The result of the debate was move. —Nightstallion (?) 10:30, 13 March 2006 (UTC)
Contents |
[edit] Propose move of this article
Consistent title (cf deductive reasoning and abductive reasoning) -- infinity0 23:22, 8 March 2006 (UTC)
Special:Whatlinkshere/Induction (philosophy) - quite a lot of articles link to inductive reasoning already, which is a redirect to this current page. -- infinity0 23:37, 8 March 2006 (UTC)
- Support Go for it. Simoes 14:48, 9 March 2006 (UTC)
- Support as per nom. David Kernow 17:41, 9 March 2006 (UTC)
- Support, I think. I got confused trying to follow the history of previous relocations and indirections, but it seems like the basic content of the article was once before at a pre-re-directed article Inductive reasoning? Jon Awbrey 17:58, 9 March 2006 (UTC)

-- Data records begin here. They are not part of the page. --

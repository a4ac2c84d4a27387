//! # Authentication
//!
//! [`AuthService`] keeps one logical session on top of the `users`
//! collection of a [`DocumentStore`]. It owns the store; callers that need
//! the documents go through [`AuthService::db`] / [`AuthService::db_mut`].
//!
//! ## States
//!
//! ```text
//!              register / login
//!  Anonymous ─────────────────────▶ Authenticated(record)
//!      ▲                                   │
//!      └──────────── logout ◀──────────────┘
//! ```
//!
//! `change_password` keeps the current state. A failed operation never changes
//! the state: the session only moves once its record has been persisted.
//!
//! ## Passwords
//!
//! Stored as Argon2id PHC strings (see [`password::Passwords`]). The session
//! record is the user document with the `password` field removed.

use crate::error::{Result, StudyError};
use crate::filter::Filter;
use crate::model::{timestamp_value, Document, Fields, USERS};
use crate::store::backend::StorageBackend;
use crate::store::document_store::DocumentStore;
use chrono::Utc;
use serde_json::Value;
use tracing::{debug, info, warn};

pub mod password;
pub mod session;

use password::Passwords;
use session::session_record;

pub const EMAIL_FIELD: &str = "email";
pub const PASSWORD_FIELD: &str = "password";
pub const LAST_LOGIN_FIELD: &str = "lastLogin";

#[derive(Debug, Clone, PartialEq)]
pub enum SessionState {
    Anonymous,
    Authenticated(Document),
}

pub struct AuthService<B: StorageBackend> {
    db: DocumentStore<B>,
    passwords: Passwords,
    session: SessionState,
}

impl<B: StorageBackend> AuthService<B> {
    /// Wraps `db` and restores the persisted session, if any.
    ///
    /// An unreadable session record counts as a logout: it is removed and
    /// the service starts anonymous.
    pub fn new(db: DocumentStore<B>, passwords: Passwords) -> Self {
        let session = match session::load(&db) {
            Ok(Some(record)) => {
                debug!(user = %record.id, "Restored session");
                SessionState::Authenticated(record)
            }
            Ok(None) | Err(StudyError::StorageUnavailable) => SessionState::Anonymous,
            Err(e) => {
                warn!(error = %e, "Discarding unreadable session record");
                if let Err(e) = session::clear(&db) {
                    warn!(error = %e, "Failed to remove session record");
                }
                SessionState::Anonymous
            }
        };

        Self {
            db,
            passwords,
            session,
        }
    }

    pub fn db(&self) -> &DocumentStore<B> {
        &self.db
    }

    pub fn db_mut(&mut self) -> &mut DocumentStore<B> {
        &mut self.db
    }

    pub fn into_db(self) -> DocumentStore<B> {
        self.db
    }

    pub fn state(&self) -> &SessionState {
        &self.session
    }

    pub fn current_user(&self) -> Option<&Document> {
        match &self.session {
            SessionState::Authenticated(record) => Some(record),
            SessionState::Anonymous => None,
        }
    }

    pub fn is_authenticated(&self) -> bool {
        matches!(self.session, SessionState::Authenticated(_))
    }

    fn find_user_by_email(&self, email: &str) -> Option<Document> {
        self.db
            .query_collection(USERS, &Filter::new().eq(EMAIL_FIELD, email))
            .into_iter()
            .next()
    }

    fn start_session(&mut self, user: &Document) -> Result<Document> {
        let record = session_record(user);
        session::save(&self.db, &record)?;
        self.session = SessionState::Authenticated(record.clone());
        Ok(record)
    }

    /// Creates a user and signs them in. Returns the session record.
    ///
    /// `profile` may carry any extra fields (name, role, ...); `email` and
    /// `password` entries in it are ignored.
    pub fn register(&mut self, email: &str, password: &str, profile: Fields) -> Result<Document> {
        if self.find_user_by_email(email).is_some() {
            return Err(StudyError::DuplicateEmail(email.to_string()));
        }

        let mut fields = Fields::new();
        for (key, value) in profile {
            if key != EMAIL_FIELD && key != PASSWORD_FIELD {
                fields.insert(key, value);
            }
        }
        fields.insert(EMAIL_FIELD.to_string(), Value::String(email.to_string()));
        fields.insert(
            PASSWORD_FIELD.to_string(),
            Value::String(self.passwords.hash(password)?),
        );
        fields.insert(LAST_LOGIN_FIELD.to_string(), timestamp_value(Utc::now()));

        let user = self.db.add_document(USERS, fields)?;
        let record = self.start_session(&user)?;
        info!(user = %record.id, "Registered new user");
        Ok(record)
    }

    /// Signs in with email and password. Returns the session record.
    pub fn login(&mut self, email: &str, password: &str) -> Result<Document> {
        let user = self
            .find_user_by_email(email)
            .ok_or(StudyError::UserNotFound)?;

        let stored = user.str_field(PASSWORD_FIELD).unwrap_or_default();
        if !self.passwords.verify(password, stored) {
            return Err(StudyError::InvalidPassword);
        }

        let mut patch = Fields::new();
        patch.insert(LAST_LOGIN_FIELD.to_string(), timestamp_value(Utc::now()));
        let user = self.db.update_document(USERS, &user.id, patch)?;

        let record = self.start_session(&user)?;
        info!(user = %record.id, "Logged in");
        Ok(record)
    }

    /// Ends the session. Safe to call when nobody is signed in, and with no
    /// storage there is no record to remove.
    pub fn logout(&mut self) -> Result<()> {
        self.session = SessionState::Anonymous;
        match session::clear(&self.db) {
            Err(StudyError::StorageUnavailable) => Ok(()),
            other => other,
        }
    }

    /// Replaces a user's password after checking the current one.
    /// The session record is left as it is.
    pub fn change_password(
        &mut self,
        user_id: &str,
        current_password: &str,
        new_password: &str,
    ) -> Result<()> {
        let user = self
            .db
            .get_document(USERS, user_id)
            .ok_or(StudyError::UserNotFound)?;

        let stored = user.str_field(PASSWORD_FIELD).unwrap_or_default();
        if !self.passwords.verify(current_password, stored) {
            return Err(StudyError::InvalidPassword);
        }

        let mut patch = Fields::new();
        patch.insert(
            PASSWORD_FIELD.to_string(),
            Value::String(self.passwords.hash(new_password)?),
        );
        self.db.update_document(USERS, user_id, patch)?;
        info!(user = %user_id, "Password changed");
        Ok(())
    }
}
use crate::commands::{CmdMessage, CmdResult};
use crate::error::{Result, StudyError};
use crate::filter::Filter;
use crate::model::Fields;
use crate::store::backend::StorageBackend;
use crate::store::document_store::DocumentStore;
use serde_json::Value;

/// Parses a JSON object given on the command line.
pub fn parse_fields(raw: &str) -> Result<Fields> {
    match serde_json::from_str::<Value>(raw)? {
        Value::Object(map) => Ok(map),
        other => Err(StudyError::Api(format!(
            "Expected a JSON object, got: {}",
            other
        ))),
    }
}

pub fn list<B: StorageBackend>(
    db: &DocumentStore<B>,
    collection: &str,
    filter: &Filter,
) -> Result<CmdResult> {
    let docs = db.query_collection(collection, filter);
    let mut result = CmdResult::default();
    if docs.is_empty() {
        result.add_message(CmdMessage::info(format!(
            "No documents in {}",
            collection
        )));
    }
    Ok(result.with_documents(docs))
}

pub fn get<B: StorageBackend>(db: &DocumentStore<B>, collection: &str, id: &str) -> Result<CmdResult> {
    let doc = db
        .get_document(collection, id)
        .ok_or_else(|| StudyError::not_found(collection, id))?;
    Ok(CmdResult::default().with_documents(vec![doc]))
}

pub fn add<B: StorageBackend>(
    db: &mut DocumentStore<B>,
    collection: &str,
    fields: Fields,
) -> Result<CmdResult> {
    let doc = db.add_document(collection, fields)?;
    let mut result = CmdResult::default();
    result.add_message(CmdMessage::success(format!(
        "Added {} to {}",
        doc.id, collection
    )));
    Ok(result.with_documents(vec![doc]))
}

pub fn update<B: StorageBackend>(
    db: &mut DocumentStore<B>,
    collection: &str,
    id: &str,
    fields: Fields,
) -> Result<CmdResult> {
    let doc = db.update_document(collection, id, fields)?;
    let mut result = CmdResult::default();
    result.add_message(CmdMessage::success(format!("Updated {}", doc.id)));
    Ok(result.with_documents(vec![doc]))
}

pub fn delete<B: StorageBackend>(
    db: &mut DocumentStore<B>,
    collection: &str,
    id: &str,
) -> Result<CmdResult> {
    db.delete_document(collection, id)?;
    let mut result = CmdResult::default();
    result.add_message(CmdMessage::success(format!(
        "Deleted {} from {}",
        id, collection
    )));
    Ok(result)
}

#[cfg(test)]
mod tests {
    use super::*;
    use crate::model::COURSES;
    use crate::store::memory::fixtures::StoreFixture;
    use crate::store::memory::InMemoryStore;

    #[test]
    fn test_parse_fields() {
        let fields = parse_fields(r#"{"title": "T", "rating": 4}"#).unwrap();
        assert_eq!(fields.len(), 2);
        assert!(matches!(parse_fields("[1]"), Err(StudyError::Api(_))));
        assert!(matches!(
            parse_fields("{"),
            Err(StudyError::Serialization(_))
        ));
    }

    #[test]
    fn test_list_with_filter() {
        let mut db = InMemoryStore::in_memory();
        add(&mut db, COURSES, parse_fields(r#"{"level": "Beginner"}"#).unwrap()).unwrap();
        add(&mut db, COURSES, parse_fields(r#"{"level": "Advanced"}"#).unwrap()).unwrap();

        let result = list(&db, COURSES, &Filter::new().eq("level", "Advanced")).unwrap();
        assert_eq!(result.documents.len(), 1);
        assert!(result.messages.is_empty());
    }

    #[test]
    fn test_list_empty_collection_says_so() {
        let db = InMemoryStore::in_memory();
        let result = list(&db, COURSES, &Filter::new()).unwrap();
        assert!(result.documents.is_empty());
        assert_eq!(result.messages.len(), 1);
    }

    #[test]
    fn test_get_update_delete() {
        let mut db = StoreFixture::new().with_courses(1).store;
        let id = db.get_collection(COURSES)[0].id.clone();

        assert_eq!(get(&db, COURSES, &id).unwrap().documents[0].id, id);

        let updated =
            update(&mut db, COURSES, &id, parse_fields(r#"{"rating": 5}"#).unwrap()).unwrap();
        assert_eq!(updated.documents[0].get("rating"), Some(serde_json::json!(5)));

        delete(&mut db, COURSES, &id).unwrap();
        assert!(matches!(
            get(&db, COURSES, &id),
            Err(StudyError::NotFound { .. })
        ));
        assert!(matches!(
            delete(&mut db, COURSES, &id),
            Err(StudyError::NotFound { .. })
        ));
    }
}
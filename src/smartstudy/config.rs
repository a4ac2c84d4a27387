//! # Configuration
//!
//! Stored as `config.json` in the data directory. Every key is optional; a
//! missing file or missing key falls back to the compiled default.
//!
//! | Key                | Default                   | Description                              |
//! |--------------------|---------------------------|------------------------------------------|
//! | `db_name`          | `smartstudy_db`           | Prefix of every collection key           |
//! | `session_key`      | `smartstudy_current_user` | Key holding the signed-in user           |
//! | `seed_demo_data`   | `true`                    | Seed demo courses into a brand new store |
//! | `password_hashing` | Argon2 defaults           | Argon2id cost parameters                 |
//!
//! The data directory itself is resolved by the CLI: `--data-dir`, then
//! `SMARTSTUDY_HOME`, then the OS data directory.

use crate::error::{Result, StudyError};
use serde::{Deserialize, Serialize};
use std::fs;
use std::path::Path;

const CONFIG_FILENAME: &str = "config.json";
pub const DEFAULT_DB_NAME: &str = "smartstudy_db";
pub const DEFAULT_SESSION_KEY: &str = "smartstudy_current_user";
pub const DB_VERSION: &str = "1.0";

#[derive(Debug, Clone, Serialize, Deserialize, PartialEq, Eq)]
pub struct StudyConfig {
    #[serde(default = "default_db_name")]
    pub db_name: String,

    #[serde(default = "default_session_key")]
    pub session_key: String,

    #[serde(default = "default_true")]
    pub seed_demo_data: bool,

    #[serde(default)]
    pub password_hashing: HashingConfig,
}

/// Argon2id cost parameters used for new password hashes.
///
/// Existing hashes carry their own parameters, so changing these only
/// affects passwords set afterwards.
#[derive(Debug, Clone, Copy, Serialize, Deserialize, PartialEq, Eq)]
pub struct HashingConfig {
    #[serde(default = "default_memory_kib")]
    pub memory_kib: u32,
    #[serde(default = "default_iterations")]
    pub iterations: u32,
    #[serde(default = "default_parallelism")]
    pub parallelism: u32,
}

fn default_db_name() -> String {
    DEFAULT_DB_NAME.to_string()
}

fn default_session_key() -> String {
    DEFAULT_SESSION_KEY.to_string()
}

fn default_true() -> bool {
    true
}

fn default_memory_kib() -> u32 {
    argon2::Params::DEFAULT_M_COST
}

fn default_iterations() -> u32 {
    argon2::Params::DEFAULT_T_COST
}

fn default_parallelism() -> u32 {
    argon2::Params::DEFAULT_P_COST
}

impl Default for HashingConfig {
    fn default() -> Self {
        Self {
            memory_kib: default_memory_kib(),
            iterations: default_iterations(),
            parallelism: default_parallelism(),
        }
    }
}

impl HashingConfig {
    /// The cheapest parameters Argon2 accepts. For tests only.
    pub fn fast() -> Self {
        Self {
            memory_kib: argon2::Params::MIN_M_COST,
            iterations: argon2::Params::MIN_T_COST,
            parallelism: 1,
        }
    }
}

impl Default for StudyConfig {
    fn default() -> Self {
        Self {
            db_name: default_db_name(),
            session_key: default_session_key(),
            seed_demo_data: true,
            password_hashing: HashingConfig::default(),
        }
    }
}

impl StudyConfig {
    /// Load config from the given directory, or return defaults if not found
    pub fn load<P: AsRef<Path>>(config_dir: P) -> Result<Self> {
        let config_path = config_dir.as_ref().join(CONFIG_FILENAME);

        if !config_path.exists() {
            return Ok(Self::default());
        }

        let content = fs::read_to_string(&config_path).map_err(StudyError::Io)?;
        let config: StudyConfig =
            serde_json::from_str(&content).map_err(StudyError::Serialization)?;
        config.validate()?;
        Ok(config)
    }

    /// Save config to the given directory
    pub fn save<P: AsRef<Path>>(&self, config_dir: P) -> Result<()> {
        let config_dir = config_dir.as_ref();

        if !config_dir.exists() {
            fs::create_dir_all(config_dir).map_err(StudyError::Io)?;
        }

        let config_path = config_dir.join(CONFIG_FILENAME);
        let content = serde_json::to_string_pretty(self).map_err(StudyError::Serialization)?;
        fs::write(config_path, content).map_err(StudyError::Io)?;
        Ok(())
    }

    pub fn validate(&self) -> Result<()> {
        if self.db_name.trim().is_empty() {
            return Err(StudyError::Config("db_name cannot be empty".to_string()));
        }
        if self.session_key.trim().is_empty() {
            return Err(StudyError::Config("session_key cannot be empty".to_string()));
        }
        if self.session_key.starts_with(&format!("{}_", self.db_name)) {
            return Err(StudyError::Config(format!(
                "session_key '{}' collides with collection keys of '{}'",
                self.session_key, self.db_name
            )));
        }
        Ok(())
    }
}
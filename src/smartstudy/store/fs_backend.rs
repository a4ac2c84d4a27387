use super::backend::StorageBackend;
use crate::error::{Result, StudyError};
use std::fs;
use std::io::ErrorKind;
use std::path::{Path, PathBuf};
use uuid::Uuid;

const ITEM_EXT: &str = ".json";

/// Directory-backed storage: one `<key>.json` file per key.
///
/// ```text
/// <root>/
/// ├── smartstudy_db_users.json
/// ├── smartstudy_db_courses.json
/// ├── ...
/// └── smartstudy_current_user.json
/// ```
pub struct FsBackend {
    root: PathBuf,
}

impl FsBackend {
    pub fn new(root: PathBuf) -> Self {
        Self { root }
    }

    pub fn root(&self) -> &Path {
        &self.root
    }

    /// Path of the file holding `key`. Keys become file names, so only a
    /// conservative character set is accepted.
    pub fn item_path(&self, key: &str) -> Result<PathBuf> {
        let valid = !key.is_empty()
            && !key.starts_with('.')
            && key
                .chars()
                .all(|c| c.is_ascii_alphanumeric() || matches!(c, '_' | '-' | '.'));
        if !valid {
            return Err(StudyError::Store(format!("Invalid storage key: '{}'", key)));
        }
        Ok(self.root.join(format!("{}{}", key, ITEM_EXT)))
    }

    fn ensure_dir(&self) -> Result<()> {
        if !self.root.exists() {
            fs::create_dir_all(&self.root).map_err(StudyError::Io)?;
        }
        Ok(())
    }
}

impl StorageBackend for FsBackend {
    fn get_item(&self, key: &str) -> Result<Option<String>> {
        let path = self.item_path(key)?;
        match fs::read_to_string(&path) {
            Ok(content) => Ok(Some(content)),
            Err(e) if e.kind() == ErrorKind::NotFound => Ok(None),
            Err(e) => Err(StudyError::Io(e)),
        }
    }

    fn set_item(&self, key: &str, value: &str) -> Result<()> {
        let target = self.item_path(key)?;
        self.ensure_dir()?;

        // Atomic write
        let tmp = self.root.join(format!(".{}-{}.tmp", key, Uuid::new_v4()));
        fs::write(&tmp, value).map_err(StudyError::Io)?;
        if let Err(e) = fs::rename(&tmp, &target) {
            let _ = fs::remove_file(&tmp);
            return Err(StudyError::Io(e));
        }
        Ok(())
    }

    fn remove_item(&self, key: &str) -> Result<()> {
        let path = self.item_path(key)?;
        match fs::remove_file(&path) {
            Ok(()) => Ok(()),
            Err(e) if e.kind() == ErrorKind::NotFound => Ok(()),
            Err(e) => Err(StudyError::Io(e)),
        }
    }

    fn is_available(&self) -> bool {
        !self.root.exists() || self.root.is_dir()
    }
}

#[cfg(test)]
mod tests {
    use super::*;

    #[test]
    fn test_item_path_rejects_traversal() {
        let backend = FsBackend::new(PathBuf::from("/tmp/smartstudy-test"));
        assert!(backend.item_path("smartstudy_db_users").is_ok());
        assert!(backend.item_path("../etc/passwd").is_err());
        assert!(backend.item_path("a/b").is_err());
        assert!(backend.item_path(".hidden").is_err());
        assert!(backend.item_path("").is_err());
    }

    #[test]
    fn test_root_that_is_a_file_is_unavailable() {
        let temp = tempfile::tempdir().unwrap();
        let file = temp.path().join("not-a-dir");
        fs::write(&file, "x").unwrap();
        assert!(!FsBackend::new(file).is_available());
        assert!(FsBackend::new(temp.path().join("later")).is_available());
    }
}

- The above discussion is preserved as an archive of the debate. Please do not modify it. Subsequent comments should be made in a new section on this talk page. No further edits should be made to this section.
[edit] jargon
In the introduction of the article, the term "tokens" is used without explanation. Could the writer please explain it or use a simpler term? Peter Johnson 64.231.45.249 04:04, 5 April 2006 (UTC)
[edit] abduction
I find the sentence (in the section ==Validity==)
The writer John Barnes outlined a third method of reasoning, called "abduction", in his book Finity ...
highly questionable. --Arno Matthias 23:23, 24 November 2006 (UTC)
- And so it has been removed. Feel free to be a little bold the next time a random anon adds nonsense to an article. Simões (talk/contribs) 00:21, 25 November 2006 (UTC)
- ...well... I haven't read "Finity"... maybe it is pure genius... --Arno Matthias 14:26, 25 November 2006 (UTC)
[edit] References
This article states many facts, of who said what, without proper citations, of where and when. Please help to improve. - 89.247.34.119 20:52, 19 February 2007 (UTC)
[edit] Unclear explanation - "strong induction"
The explanation for the following example of "strong induction" seems unclear:
"All observed crows are black. therefore All crows are black. This exemplifies the nature of induction: inducing the universal from the particular. However, the conclusion is not certain. Unless we can systematically verify the possibility of crows of another color, the statement may actually be false."
The problem is that the syntax of the final sentence--which I take to mean that we can legitimately conclude "all crows are black" from the fact that "all observed crows are black" ONLY if "we can systematically verify the [IMPOSSIBILITY] of crows of another color"--makes it difficult to untangle the logic of the resulting statement. If I follow the argument correctly, I believe the sentence should read: "Unless we can systematically verify the IMPOSSIBLITY of crows of another color, the statement may actually be false."